Tu-144 update: (and movies http://www.dfrc.nasa.gov/Gallery/Movie/TU-144LL/)

Although not a simple copy, Concorde's info undoubtedly helped. When Sergei Pavlov, officially head of Aeroflot's Paris office, was finally arrested in 1965, he was in possession of details of Concorde's brakes, landing gear and airframe. However another agent, Sergei Fabiew, whose successes included obtaining the complete prototype blueprints, was not arrested until 1977.

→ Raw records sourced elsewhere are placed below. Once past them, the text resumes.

use crate::error::{FetchError, Failure};
use crate::models::CatalogEntry;
use crate::search::SearchState;
use crate::state::{FetchSlot, FetchState, Ticket};

/// Listing screen state: the catalog load plus the search over it.
#[derive(Debug, Clone, Default)]
pub struct ListingScreen {
    load: FetchSlot<(), ()>,
    search: SearchState,
}

impl ListingScreen {
    /// Starts a fresh load. The previous list is dropped.
    pub fn mount(&mut self) -> Ticket<()> {
        self.search.set_source(Vec::new());
        self.load.begin(())
    }

    pub fn unmount(&mut self) {
        self.load.reset();
        self.search = SearchState::default();
    }

    pub fn complete(&mut self, ticket: Ticket<()>, result: Result<Vec<CatalogEntry>, FetchError>) -> bool {
        match result {
            Ok(entries) => {
                let applied = self.load.complete(ticket, Ok(()));
                if applied {
                    self.search.set_source(entries);
                }
                applied
            }
            Err(e) => self.load.complete(ticket, Err(Failure::from(e))),
        }
    }

    pub fn state(&self) -> &FetchState<()> {
        self.load.state()
    }

    pub fn is_mounted(&self) -> bool {
        !matches!(self.load.state(), FetchState::Idle)
    }

    pub fn search(&self) -> &SearchState {
        &self.search
    }

    pub fn set_query(&mut self, query: &str) {
        self.search.set_query(query);
    }

    pub fn clear_query(&mut self) {
        self.search.clear();
    }
}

At the Paris Air Show on June 3, 1973, the development program suffered a severe blow when the first Tu-144S production aircraft crashed. While in the air it undertook a violent turn down (allegedly to avoid a French Mirage fighter plane that was, apparently unknown to the Tu-144's crew, escorting it to photograph the SST's innovative canard wings). Trying to pull out of the subsequent dive, the plane broke up and crashed, destroying 15 houses and killing all six on board and eight on the ground.

Recent information released from archives shows that the black box was actually recovered to Russia and decoded. The cause of this accident is now thought to be due to changes made by the ground engineering team to the auto-stabilisation input controls prior to the second day of display flights. These changes were intended to allow Tu-144 to outperform Concorde in the display circuit. Unfortunately, the changes also inadvertently connected some factory-test wiring which resulted in an excessive rate of climb, leading to the stall and subsequent crash.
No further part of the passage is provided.